The proposed Ark Encounter theme park in Petersburg, Ky. Photo courtesy Ark Encounter/A Larry Ross Communications.

WILLIAMSTOWN, Ky., (Reuters) – The leader of a group that successfully sued Kentucky to get tax incentives for a Noah’s Ark-themed attraction said on Saturday that the religious organization may hire individuals who do not completely share his religious beliefs.

Ken Ham, founder of Answers in Genesis, said during a tour of the 510-foot (155 meters) boat that officials are still working on the employment criteria for its Ark Encounter attraction located in the northern Kentucky city of Williamstown.

Answers in Genesis employees must sign a faith statement that includes believing in creationism, a requirement that led state officials to pull an $18 million offer in tax incentives in December 2014 and prompted a court battle.

Ark Encounter on the other hand will have a separate statement of faith that may not have the same religious requirement, Ham said.

The statement has not been finalized and will likely be made public within months ahead of its July opening, he said. He said the attraction will hire up to 40 full-time workers and 400 seasonal workers.

“It’s a separate facility,” Ham said. “But we are not giving up our right to hire people with religious preferences.”

Last month, a federal judge issued a temporary injunction saying the group could hire based on religious practices and receive incentives. The state has said it will not appeal.

Ham said he sees the park as a major economic development project for the surrounding area, creating thousands of jobs that may not need such requirements.

Construction crews must add the bow and stern to the mammoth wooden ship, which is supported on the inside by dozens of 55-foot (17 meter) wooden poles. Eventually the ark will include more than 130 displays, including Noah’s living quarters and models of animals.

Elsewhere, the site will include a petting zoo, a large restaurant and a zipline.

The incentives would go toward future attractions at the 800-acre (324 hectare) site, such as a Tower of Babel or a first-century Middle Eastern village. Developers must wait for the injunction to become permanent before seeking final approval, Ham said.

Answers in Genesis co-founder Mark Looy said more than 4,000 people have made reservations for the July 7 opening, and developers expect more than 1.4 million to tour the park in its first year.

  • Gino

    Is the state of Kentucky so rich that it can offer $18 million in tax incentives to a facility which will make it the laughing stock of the world?

  • Roy

    The answer to your question is no. We have huge deficits in our state retirement system. The real question is: should the state of Kentucky be offering tax incentives to an explicitly religious organization to help them promote their explicitly religious message?

  • Debbo

    Agreed Roy. And the answer is No!

  • NOAH’S ARK IS FICTION

    Building of this “Ark” in Kentucky is the most wasteful project in America.
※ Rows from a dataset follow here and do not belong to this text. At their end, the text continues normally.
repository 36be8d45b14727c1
// Copyright (c) 2025 Geoffrey Huntley <ghuntley@ghuntley.com>. All rights reserved.
// SPDX-License-Identifier: Proprietary

use async_trait::async_trait;

use crate::context::JobContext;
use crate::error::JobError;
use crate::types::JobOutput;

/// A unit of background work the scheduler can run on an interval or on demand.
#[async_trait]
pub trait Job: Send + Sync {
	/// Stable identifier; registering a second job with the same id replaces the first.
	fn id(&self) -> &str;

	/// Human-readable name shown in health output.
	fn name(&self) -> &str {
		self.id()
	}

	fn description(&self) -> &str {
		""
	}

	async fn run(&self, ctx: &JobContext) -> Result<JobOutput, JobError>;
}
// Copyright (c) 2025 Geoffrey Huntley <ghuntley@ghuntley.com>. All rights reserved.
// SPDX-License-Identifier: Proprietary

//! Listener address.

use serde::Deserialize;

pub const DEFAULT_HOST: &str = "127.0.0.1";
pub const DEFAULT_PORT: u16 = 8200;

#[derive(Debug, Clone, PartialEq, Eq)]
pub struct HttpConfig {
	pub host: String,
	pub port: u16,
}

impl HttpConfig {
	/// `host:port`, with IPv6 literals bracketed.
	pub fn socket_addr(&self) -> String {
		if self.host.contains(':') {
			format!("[{}]:{}", self.host, self.port)
		} else {
			format!("{}:{}", self.host, self.port)
		}
	}
}

impl Default for HttpConfig {
	fn default() -> Self {
		Self {
			host: DEFAULT_HOST.to_string(),
			port: DEFAULT_PORT,
		}
	}
}

#[derive(Debug, Clone, Default, Deserialize)]
#[serde(deny_unknown_fields)]
pub struct HttpConfigLayer {
	pub host: Option<String>,
	pub port: Option<u16>,
}

impl HttpConfigLayer {
	pub fn merge(&mut self, other: HttpConfigLayer) {
		self.host = other.host.or(self.host.take());
		self.port = other.port.or(self.port);
	}

	pub fn finalize(self) -> HttpConfig {
		let defaults = HttpConfig::default();
		HttpConfig {
			host: self
				.host
				.map(|h| h.trim().trim_start_matches('[').trim_end_matches(']').to_string())
				.filter(|h| !h.is_empty())
				.unwrap_or(defaults.host),
			port: self.port.unwrap_or(defaults.port),
		}
	}
}

#[cfg(test)]
mod tests {
	use super::*;

	#[test]
	fn test_defaults_and_partial_merge() {
		assert_eq!(HttpConfigLayer::default().finalize().socket_addr(), "127.0.0.1:8200");

		let mut base = HttpConfigLayer {
			host: Some("0.0.0.0".to_string()),
			port: Some(3000),
		};
		base.merge(HttpConfigLayer {
			host: None,
			port: Some(9000),
		});
		assert_eq!(base.finalize().socket_addr(), "0.0.0.0:9000");
	}

	#[test]
	fn test_ipv6_host_is_bracketed_once() {
		let config = HttpConfigLayer {
			host: Some("[::1]".to_string()),
			port: None,
		}
		.finalize();
		assert_eq!(config.host, "::1");
		assert_eq!(config.socket_addr(), "[::1]:8200");
	}

	#[test]
	fn test_unknown_keys_rejected() {
		assert!(toml::from_str::<HttpConfigLayer>("listen = \"x\"").is_err());
	}
}
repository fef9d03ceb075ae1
use tracing_subscriber::{EnvFilter, fmt};

const DEFAULT_FILTER: &str = "warn,querybook=info";

pub fn init_logging(json: bool) {
    let filter = EnvFilter::try_from_default_env().unwrap_or_else(|_| EnvFilter::new(DEFAULT_FILTER));

    let builder = fmt()
        .with_env_filter(filter)
        .with_target(false)
        .with_level(true)
        .with_timer(fmt::time::UtcTime::rfc_3339())
        .with_writer(std::io::stderr);

    // stdout carries command output only
    let _ = if json {
        tracing::subscriber::set_global_default(builder.json().finish())
    } else {
        tracing::subscriber::set_global_default(builder.finish())
    };
}
use std::collections::HashSet;
use std::sync::Arc;

use serde::Serialize;
use tracing::{debug, warn};

use crate::application::query::PostQuery;
use crate::domain::error::DomainError;
use crate::domain::post::Post;

pub const RELATED_LIMIT: usize = 3;

#[derive(Debug, Clone, Copy, PartialEq, Eq)]
pub enum Direction {
    Previous,
    Next,
}

/// A problem found in a post resource.
#[derive(Debug, Clone, PartialEq, Eq, Serialize)]
#[serde(tag = "kind", rename_all = "snake_case")]
pub enum CatalogIssue {
    DuplicateId { id: String, index: usize },
    UnparseableDate { id: String, date: String },
}

impl std::fmt::Display for CatalogIssue {
    fn fmt(&self, f: &mut std::fmt::Formatter<'_>) -> std::fmt::Result {
        match self {
            CatalogIssue::DuplicateId { id, index } => {
                write!(f, "duplicate id {:?} at position {}", id, index)
            }
            CatalogIssue::UnparseableDate { id, date } => {
                write!(f, "post {:?} has an unparseable date {:?}", id, date)
            }
        }
    }
}

/// Checks a freshly loaded sequence without changing it.
pub fn validate(posts: &[Post]) -> Vec<CatalogIssue> {
    let mut seen = HashSet::new();
    let mut issues = Vec::new();
    for (index, post) in posts.iter().enumerate() {
        if !seen.insert(post.id.as_str()) {
            issues.push(CatalogIssue::DuplicateId {
                id: post.id.clone(),
                index,
            });
        }
        if post.parsed_date().is_none() {
            issues.push(CatalogIssue::UnparseableDate {
                id: post.id.clone(),
                date: post.date.clone(),
            });
        }
    }
    issues
}

/// The loaded posts, in resource order. Immutable once built and cheap to clone.
#[derive(Debug, Clone, Default)]
pub struct PostStore {
    posts: Arc<Vec<Post>>,
}

impl PartialEq for PostStore {
    fn eq(&self, other: &Self) -> bool {
        Arc::ptr_eq(&self.posts, &other.posts) || self.posts == other.posts
    }
}

impl PostStore {
    /// Builds the store, keeping only the first post for any repeated id.
    pub fn new(posts: Vec<Post>) -> Self {
        let mut seen = HashSet::new();
        let total = posts.len();
        let posts: Vec<Post> = posts
            .into_iter()
            .filter(|post| {
                let fresh = seen.insert(post.id.clone());
                if !fresh {
                    warn!(id = %post.id, "dropping post with duplicate id");
                }
                fresh
            })
            .collect();
        debug!(loaded = total, kept = posts.len(), "post store built");
        Self {
            posts: Arc::new(posts),
        }
    }

    pub fn from_json(json: &str) -> Result<Self, DomainError> {
        let posts: Vec<Post> =
            serde_json::from_str(json).map_err(|e| DomainError::Load(e.to_string()))?;
        Ok(Self::new(posts))
    }

    pub fn posts(&self) -> &[Post] {
        &self.posts
    }

    pub fn len(&self) -> usize {
        self.posts.len()
    }

    pub fn is_empty(&self) -> bool {
        self.posts.is_empty()
    }

    pub fn find(&self, id: &str) -> Option<&Post> {
        self.posts.iter().find(|post| post.id == id)
    }

    pub fn get(&self, id: &str) -> Result<&Post, DomainError> {
        self.find(id)
            .ok_or_else(|| DomainError::PostNotFound(id.to_string()))
    }

    pub fn position(&self, id: &str) -> Option<usize> {
        self.posts.iter().position(|post| post.id == id)
    }

    /// Neighbour of `id` in store order; `None` at either end or for unknown ids.
    pub fn adjacent(&self, id: &str, direction: Direction) -> Option<&Post> {
        let index = self.position(id)?;
        let target = match direction {
            Direction::Previous => index.checked_sub(1)?,
            Direction::Next => index + 1,
        };
        self.posts.get(target)
    }

    /// Up to `limit` posts sharing the category of `post`, in store order.
    pub fn related(&self, post: &Post, limit: usize) -> Vec<&Post> {
        self.posts
            .iter()
            .filter(|other| other.category == post.category && other.id != post.id)
            .take(limit)
            .collect()
    }

    /// Distinct categories in first-seen order.
    pub fn categories(&self) -> Vec<&str> {
        let mut seen = HashSet::new();
        self.posts
            .iter()
            .map(|post| post.category.as_str())
            .filter(|category| seen.insert(*category))
            .collect()
    }

    /// Derives a new filtered and sorted sequence. The store itself is untouched.
    pub fn filter_and_sort(&self, query: &PostQuery) -> Vec<Post> {
        query.apply(&self.posts)
    }
}

#[cfg(test)]
mod tests {
    use super::*;

    fn post(id: &str, category: &str) -> Post {
        Post {
            id: id.to_string(),
            title: format!("Title {}", id),
            date: "2024-01-01".to_string(),
            category: category.to_string(),
            excerpt: String::new(),
            content: String::new(),
            tags: Vec::new(),
            thumbnail: None,
        }
    }

    fn store() -> PostStore {
        PostStore::new(vec![
            post("a", "formula"),
            post("b", "tip"),
            post("c", "formula"),
            post("d", "formula"),
            post("e", "formula"),
        ])
    }

    #[test]
    fn duplicate_ids_keep_first_occurrence() {
        let mut second = post("a", "tip");
        second.title = "Second".into();
        let store = PostStore::new(vec![post("a", "formula"), second, post("b", "tip")]);
        assert_eq!(store.len(), 2);
        assert_eq!(store.find("a").map(|p| p.category.as_str()), Some("formula"));
    }

    #[test]
    fn adjacency_follows_store_order() {
        let store = store();
        assert!(store.adjacent("a", Direction::Previous).is_none());
        assert_eq!(store.adjacent("a", Direction::Next).map(|p| p.id.as_str()), Some("b"));
        assert_eq!(store.adjacent("c", Direction::Previous).map(|p| p.id.as_str()), Some("b"));
        assert!(store.adjacent("e", Direction::Next).is_none());
        assert!(store.adjacent("missing", Direction::Next).is_none());
    }

    #[test]
    fn related_is_same_category_capped_and_excludes_self() {
        let store = store();
        let current = store.find("c").cloned().unwrap();
        let ids: Vec<&str> = store
            .related(&current, RELATED_LIMIT)
            .iter()
            .map(|p| p.id.as_str())
            .collect();
        assert_eq!(ids, vec!["a", "d", "e"]);

        let tip = store.find("b").cloned().unwrap();
        assert!(store.related(&tip, RELATED_LIMIT).is_empty());
    }

    #[test]
    fn categories_are_distinct_in_first_seen_order() {
        assert_eq!(store().categories(), vec!["formula", "tip"]);
    }

    #[test]
    fn get_reports_missing_ids() {
        let err = store().get("zzz").unwrap_err();
        assert_eq!(err, DomainError::PostNotFound("zzz".into()));
    }

    #[test]
    fn malformed_json_is_a_load_error() {
        assert!(matches!(PostStore::from_json("{not json"), Err(DomainError::Load(_))));
        assert!(PostStore::from_json("[]").unwrap().is_empty());
    }

    #[test]
    fn validate_reports_duplicates_and_bad_dates() {
        let mut bad_date = post("b", "tip");
        bad_date.date = "soon".into();
        let issues = validate(&[post("a", "tip"), bad_date, post("a", "tip")]);
        assert_eq!(
            issues,
            vec![
                CatalogIssue::UnparseableDate {
                    id: "b".into(),
                    date: "soon".into()
                },
                CatalogIssue::DuplicateId {
                    id: "a".into(),
                    index: 2
                },
            ]
        );
    }
}
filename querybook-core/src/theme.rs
//! Colour themes: presets, custom colours and the saved preference.

use std::fmt;
use std::str::FromStr;

use derive_more::Display;
use serde::{Deserialize, Serialize};

use crate::domain::error::DomainError;

pub const THEME_KEY: &str = "excelTheme";
pub const CUSTOM_THEME_KEY: &str = "customTheme";
pub const CUSTOM_THEME_NAME: &str = "custom";

pub const PRIMARY_VAR: &str = "--excel-green";
pub const DARK_PRIMARY_VAR: &str = "--excel-dark-green";
pub const ACCENT_VAR: &str = "--excel-accent";
pub const BACKGROUND_VAR: &str = "--excel-gray";
pub const GRID_VAR: &str = "--excel-grid";

const CUSTOM_DARKEN_PERCENT: f64 = 20.0;
const GRID_LIGHTEN_PERCENT: f64 = 5.0;

#[derive(Debug, Clone, Copy, PartialEq, Eq)]
pub struct Rgb {
    pub r: u8,
    pub g: u8,
    pub b: u8,
}

impl Rgb {
    pub const fn from_u32(value: u32) -> Self {
        Self {
            r: ((value >> 16) & 0xff) as u8,
            g: ((value >> 8) & 0xff) as u8,
            b: (value & 0xff) as u8,
        }
    }

    pub fn to_hex(self) -> String {
        format!("#{:02x}{:02x}{:02x}", self.r, self.g, self.b)
    }

    /// Moves every channel by `round(2.55 * percent)`, clamped to 0..=255.
    fn shift(self, percent: f64) -> Self {
        let amount = (2.55 * percent).round() as i32;
        let channel = |c: u8| (i32::from(c) + amount).clamp(0, 255) as u8;
        Self {
            r: channel(self.r),
            g: channel(self.g),
            b: channel(self.b),
        }
    }

    pub fn darken(self, percent: f64) -> Self {
        self.shift(-percent)
    }

    pub fn lighten(self, percent: f64) -> Self {
        self.shift(percent)
    }
}

impl FromStr for Rgb {
    type Err = DomainError;

    fn from_str(s: &str) -> Result<Self, Self::Err> {
        let digits = s.trim().trim_start_matches('#');
        if digits.len() != 6 || !digits.chars().all(|c| c.is_ascii_hexdigit()) {
            return Err(DomainError::InvalidColor(s.to_string()));
        }
        u32::from_str_radix(digits, 16)
            .map(Rgb::from_u32)
            .map_err(|_| DomainError::InvalidColor(s.to_string()))
    }
}

impl fmt::Display for Rgb {
    fn fmt(&self, f: &mut fmt::Formatter<'_>) -> fmt::Result {
        f.write_str(&self.to_hex())
    }
}

pub fn darken_color(hex: &str, percent: f64) -> Result<String, DomainError> {
    Ok(hex.parse::<Rgb>()?.darken(percent).to_hex())
}

pub fn lighten_color(hex: &str, percent: f64) -> Result<String, DomainError> {
    Ok(hex.parse::<Rgb>()?.lighten(percent).to_hex())
}

#[derive(Debug, Clone, Copy, PartialEq, Eq)]
pub struct ThemePalette {
    pub primary: Rgb,
    pub dark_primary: Rgb,
    pub accent: Rgb,
    pub background: Rgb,
}

impl ThemePalette {
    pub fn custom(colors: &CustomColors) -> Result<Self, DomainError> {
        let primary: Rgb = colors.primary.parse()?;
        Ok(Self {
            primary,
            dark_primary: primary.darken(CUSTOM_DARKEN_PERCENT),
            accent: colors.accent.parse()?,
            background: colors.background.parse()?,
        })
    }

    pub fn grid(&self) -> Rgb {
        self.background.lighten(GRID_LIGHTEN_PERCENT)
    }

    /// CSS custom properties to set on the document root.
    pub fn css_variables(&self) -> [(&'static str, String); 5] {
        [
            (PRIMARY_VAR, self.primary.to_hex()),
            (DARK_PRIMARY_VAR, self.dark_primary.to_hex()),
            (ACCENT_VAR, self.accent.to_hex()),
            (BACKGROUND_VAR, self.background.to_hex()),
            (GRID_VAR, self.grid().to_hex()),
        ]
    }

    /// `:root { ... }` block with the same variables.
    pub fn to_css(&self) -> String {
        let body: String = self
            .css_variables()
            .iter()
            .map(|(name, value)| format!("    {}: {};\n", name, value))
            .collect();
        format!(":root {{\n{}}}\n", body)
    }
}

#[derive(Debug, Clone, Copy, Default, PartialEq, Eq, Display)]
pub enum ThemePreset {
    #[default]
    #[display("excel")]
    Excel,
    #[display("blue")]
    Blue,
    #[display("purple")]
    Purple,
    #[display("orange")]
    Orange,
}

impl ThemePreset {
    pub const ALL: [ThemePreset; 4] = [
        ThemePreset::Excel,
        ThemePreset::Blue,
        ThemePreset::Purple,
        ThemePreset::Orange,
    ];

    pub fn label(self) -> &'static str {
        match self {
            ThemePreset::Excel => "Excel Green",
            ThemePreset::Blue => "Ocean Blue",
            ThemePreset::Purple => "Royal Purple",
            ThemePreset::Orange => "Sunset Orange",
        }
    }

    pub fn palette(self) -> ThemePalette {
        let [primary, dark_primary, accent, background] = match self {
            ThemePreset::Excel => [0x217346, 0x1a5c38, 0x4472c4, 0xf3f3f3],
            ThemePreset::Blue => [0x2171b5, 0x08519c, 0x6baed6, 0xf0f8ff],
            ThemePreset::Purple => [0x6a51a3, 0x54278f, 0x9e9ac8, 0xf8f7ff],
            ThemePreset::Orange => [0xfd8d3c, 0xe6550d, 0xfdae6b, 0xfff5eb],
        };
        ThemePalette {
            primary: Rgb::from_u32(primary),
            dark_primary: Rgb::from_u32(dark_primary),
            accent: Rgb::from_u32(accent),
            background: Rgb::from_u32(background),
        }
    }
}

impl FromStr for ThemePreset {
    type Err = DomainError;

    fn from_str(s: &str) -> Result<Self, Self::Err> {
        ThemePreset::ALL
            .into_iter()
            .find(|preset| preset.to_string() == s)
            .ok_or_else(|| DomainError::Storage(format!("unknown theme preset: {}", s)))
    }
}

/// The three colours a reader picks for a custom theme, as stored.
#[derive(Debug, Clone, PartialEq, Eq, Serialize, Deserialize)]
pub struct CustomColors {
    pub primary: String,
    pub accent: String,
    pub background: String,
}

impl Default for CustomColors {
    fn default() -> Self {
        let palette = ThemePreset::Excel.palette();
        Self {
            primary: palette.primary.to_hex(),
            accent: palette.accent.to_hex(),
            background: palette.background.to_hex(),
        }
    }
}

#[derive(Debug, Clone, PartialEq, Eq)]
pub enum ThemePreference {
    Preset(ThemePreset),
    Custom(CustomColors),
}

impl Default for ThemePreference {
    fn default() -> Self {
        ThemePreference::Preset(ThemePreset::default())
    }
}

impl ThemePreference {
    /// Value written under [`THEME_KEY`].
    pub fn storage_name(&self) -> String {
        match self {
            ThemePreference::Preset(preset) => preset.to_string(),
            ThemePreference::Custom(_) => CUSTOM_THEME_NAME.to_string(),
        }
    }

    pub fn palette(&self) -> Result<ThemePalette, DomainError> {
        match self {
            ThemePreference::Preset(preset) => Ok(preset.palette()),
            ThemePreference::Custom(colors) => ThemePalette::custom(colors),
        }
    }

    /// Whether `preset`'s control should be marked active.
    pub fn is_active(&self, preset: ThemePreset) -> bool {
        matches!(self, ThemePreference::Preset(active) if *active == preset)
    }

    /// Rebuilds a saved preference from the two storage entries.
    ///
    /// Nothing saved yields the default. Unknown names, a `custom` entry
    /// without colours, or colours that do not parse are reported as
    /// [`DomainError::Storage`] so the caller can fall back to the default.
    pub fn restore(name: Option<&str>, custom: Option<CustomColors>) -> Result<Self, DomainError> {
        let Some(name) = name.map(str::trim).filter(|n| !n.is_empty()) else {
            return Ok(Self::default());
        };
        if name == CUSTOM_THEME_NAME {
            let colors = custom.ok_or_else(|| {
                DomainError::Storage("custom theme selected but no colors saved".into())
            })?;
            ThemePalette::custom(&colors)
                .map_err(|e| DomainError::Storage(format!("saved custom theme: {}", e)))?;
            return Ok(ThemePreference::Custom(colors));
        }
        name.parse().map(ThemePreference::Preset)
    }
}

#[cfg(test)]
mod tests {
    use super::*;

    fn is_hex7(s: &str) -> bool {
        s.len() == 7 && s.starts_with('#') && s[1..].chars().all(|c| c.is_ascii_hexdigit())
    }

    #[test]
    fn darken_and_lighten_produce_valid_hex() {
        let dark = darken_color("#217346", 20.0).unwrap();
        let light = lighten_color("#f3f3f3", 5.0).unwrap();
        assert!(is_hex7(&dark));
        assert!(is_hex7(&light));
        // 2.55 * 20 rounds to 51, 2.55 * 5 rounds to 13
        assert_eq!(dark, "#004013");
        assert_eq!(light, "#ffffff");
    }

    #[test]
    fn channels_clamp_at_both_ends() {
        assert_eq!(darken_color("#101010", 50.0).unwrap(), "#000000");
        assert_eq!(lighten_color("#f0f0f0", 50.0).unwrap(), "#ffffff");
        assert_eq!(lighten_color("#000000", 0.0).unwrap(), "#000000");
    }

    #[test]
    fn rejects_malformed_colors() {
        assert!(darken_color("#12345", 10.0).is_err());
        assert!(darken_color("#zzzzzz", 10.0).is_err());
        assert!(lighten_color("", 10.0).is_err());
        assert_eq!("217346".parse::<Rgb>().unwrap().to_hex(), "#217346");
    }

    #[test]
    fn blue_preset_sets_primary_and_is_the_only_active_one() {
        let pref = ThemePreference::Preset(ThemePreset::Blue);
        let vars = pref.palette().unwrap().css_variables();
        assert_eq!(vars[0], (PRIMARY_VAR, "#2171b5".to_string()));
        let active: Vec<ThemePreset> = ThemePreset::ALL
            .into_iter()
            .filter(|p| pref.is_active(*p))
            .collect();
        assert_eq!(active, vec![ThemePreset::Blue]);
    }

    #[test]
    fn custom_theme_derives_dark_primary_and_grid() {
        let colors = CustomColors {
            primary: "#217346".into(),
            accent: "#4472c4".into(),
            background: "#e0e0e0".into(),
        };
        let palette = ThemePalette::custom(&colors).unwrap();
        assert_eq!(palette.dark_primary.to_hex(), "#004013");
        assert_eq!(palette.grid().to_hex(), "#ededed");
        assert!(!ThemePreference::Custom(colors).is_active(ThemePreset::Excel));
    }

    #[test]
    fn restore_handles_missing_and_corrupt_entries() {
        assert_eq!(ThemePreference::restore(None, None), Ok(ThemePreference::default()));
        assert_eq!(
            ThemePreference::restore(Some("purple"), None),
            Ok(ThemePreference::Preset(ThemePreset::Purple))
        );
        assert!(ThemePreference::restore(Some("neon"), None).is_err());
        assert!(ThemePreference::restore(Some("custom"), None).is_err());

        let broken = CustomColors {
            primary: "green".into(),
            ..CustomColors::default()
        };
        assert!(ThemePreference::restore(Some("custom"), Some(broken)).is_err());
    }

    #[test]
    fn restore_accepts_saved_custom_colors() {
        let colors = CustomColors {
            primary: "#123456".into(),
            accent: "#abcdef".into(),
            background: "#fafafa".into(),
        };
        let json = serde_json::to_string(&colors).unwrap();
        let saved: CustomColors = serde_json::from_str(&json).unwrap();
        assert_eq!(
            ThemePreference::restore(Some("custom"), Some(saved)),
            Ok(ThemePreference::Custom(colors))
        );
    }

    #[test]
    fn storage_names_round_trip_for_presets() {
        for preset in ThemePreset::ALL {
            let pref = ThemePreference::Preset(preset);
            assert_eq!(
                ThemePreference::restore(Some(&pref.storage_name()), None),
                Ok(pref)
            );
        }
    }
}
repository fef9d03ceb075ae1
use anyhow::Context;
use querybook_core::{Post, PostStore};
use tracing::{info, instrument};

#[derive(Debug, Clone, PartialEq, Eq)]
pub enum PostSource {
    File(String),
    Http(String),
}

impl PostSource {
    pub fn parse(location: &str) -> Self {
        if location.starts_with("http://") || location.starts_with("https://") {
            PostSource::Http(location.to_string())
        } else {
            PostSource::File(location.to_string())
        }
    }

    #[instrument(skip(self), fields(source = ?self))]
    pub async fn read(&self) -> anyhow::Result<String> {
        let body = match self {
            PostSource::File(path) => tokio::fs::read_to_string(path)
                .await
                .with_context(|| format!("failed to read {}", path))?,
            PostSource::Http(url) => reqwest::get(url)
                .await
                .with_context(|| format!("failed to fetch {}", url))?
                .error_for_status()
                .with_context(|| format!("{} answered with an error status", url))?
                .text()
                .await
                .context("failed to read response body")?,
        };
        info!(bytes = body.len(), "post resource read");
        Ok(body)
    }
}

/// Posts exactly as they appear in the resource, duplicates included.
pub fn parse_raw(json: &str) -> anyhow::Result<Vec<Post>> {
    serde_json::from_str(json).context("post resource is not a valid post array")
}

pub async fn load_store(source: &PostSource) -> anyhow::Result<PostStore> {
    let json = source.read().await?;
    let store = PostStore::from_json(&json)?;
    info!(count = store.len(), "posts loaded");
    Ok(store)
}

#[cfg(test)]
mod tests {
    use super::*;

    #[test]
    fn urls_and_paths_are_told_apart() {
        assert_eq!(
            PostSource::parse("https://example.com/posts.json"),
            PostSource::Http("https://example.com/posts.json".into())
        );
        assert_eq!(
            PostSource::parse("assets/js/posts.json"),
            PostSource::File("assets/js/posts.json".into())
        );
    }

    #[test]
    fn raw_parse_keeps_duplicates() {
        let json = r#"[
            {"id":"a","title":"A","date":"2024-01-01","type":"tip","excerpt":"","content":""},
            {"id":"a","title":"A again","date":"2024-01-02","type":"tip","excerpt":"","content":""}
        ]"#;
        let posts = parse_raw(json).unwrap();
        assert_eq!(posts.len(), 2);
    }

    #[test]
    fn raw_parse_rejects_non_arrays() {
        assert!(parse_raw(r#"{"posts": []}"#).is_err());
    }

    #[tokio::test]
    async fn missing_file_is_an_error() {
        let source = PostSource::File("does/not/exist.json".into());
        assert!(load_store(&source).await.is_err());
    }
}
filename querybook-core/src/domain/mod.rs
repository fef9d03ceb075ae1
pub mod error;
pub mod post;
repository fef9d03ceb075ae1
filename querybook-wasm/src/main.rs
use crate::client::{StaticPostSource, load_store};
use crate::components::banner::{BannerStack, use_notifier_provider};
use crate::components::catalog::Catalog;
use crate::components::loading::LoadingOverlay;
use crate::components::theme_panel::{ThemePanel, apply_palette};
use chrono::{Datelike, Local};
use dioxus::prelude::*;
use tracing::{Level, warn};

mod browser;
mod client;
mod components;
mod config;
mod debounce;
mod error;
mod storage;

const MAIN_CSS: Asset = asset!("/assets/main.css");
const BOOTSTRAP_CSS: &str = "https://cdn.jsdelivr.net/npm/bootstrap@5.3.3/dist/css/bootstrap.min.css";
const FONT_AWESOME_CSS: &str =
    "https://cdnjs.cloudflare.com/ajax/libs/font-awesome/6.5.1/css/all.min.css";

fn main() {
    let _ = dioxus::logger::init(Level::INFO);
    dioxus::launch(App);
}

#[component]
fn App() -> Element {
    let mut notifier = use_notifier_provider();

    let restored = use_hook(storage::load_theme);
    let theme = use_signal({
        let restored = restored.clone();
        move || restored.unwrap_or_default()
    });

    use_effect(move || {
        if let Err(err) = &restored {
            notifier.report_domain(err);
        }
    });

    use_effect(move || match theme().palette() {
        Ok(palette) => apply_palette(&palette),
        Err(err) => warn!(error = %err, "theme could not be applied"),
    });

    let posts = use_resource(|| async move {
        load_store(&StaticPostSource::new(config::posts_url())).await
    });

    use_effect(move || {
        if let Some((_, Some(err))) = &*posts.read() {
            notifier.report(err);
        }
    });

    let year = Local::now().year();

    rsx! {
        document::Link { rel: "stylesheet", href: BOOTSTRAP_CSS }
        document::Link { rel: "stylesheet", href: FONT_AWESOME_CSS }
        document::Link { rel: "stylesheet", href: MAIN_CSS }

        nav { class: "navbar navbar-dark bg-excel shadow-sm",
            div { class: "container",
                span { class: "navbar-brand fw-bold",
                    i { class: "fas fa-table me-2" }
                    "Excel Query Book"
                }
            }
        }

        header { class: "hero py-5 mb-4",
            div { class: "container text-center",
                h1 { class: "display-6 fw-bold text-excel", "Formulas, tips and tutorials" }
                p { class: "lead text-muted mb-0", "Search the notebook or pick a category to get started." }
            }
        }

        main { class: "container pb-5",
            match posts.read().as_ref() {
                Some((store, error)) => rsx! {
                    Catalog { store: store.clone(), load_failed: error.is_some() }
                },
                None => rsx! {
                    LoadingOverlay { message: "Loading posts and content..." }
                },
            }
        }

        footer { class: "footer border-top py-4 text-center text-muted",
            "© "
            span { id: "year", "{year}" }
            " Excel Query Book"
        }

        ThemePanel { preference: theme }
        BannerStack {}
    }
}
    There was no real Ark.
    There was no real flood.
    There was no real Noah.
    There was no real God.

    The disgraceful stunt in Kentucky is a testament to the damage religion has done to American education.

    Americans are so uneducated they don’t even know the Noah story is a plagiarism of Gilgamesh – a known work of fiction from thousands of years ago – even the cubits are nearly identical.

    It would be like saying West Side Story is true and it was not inspired by the fictional Romeo and Juliet from centuries before. Ridiculous.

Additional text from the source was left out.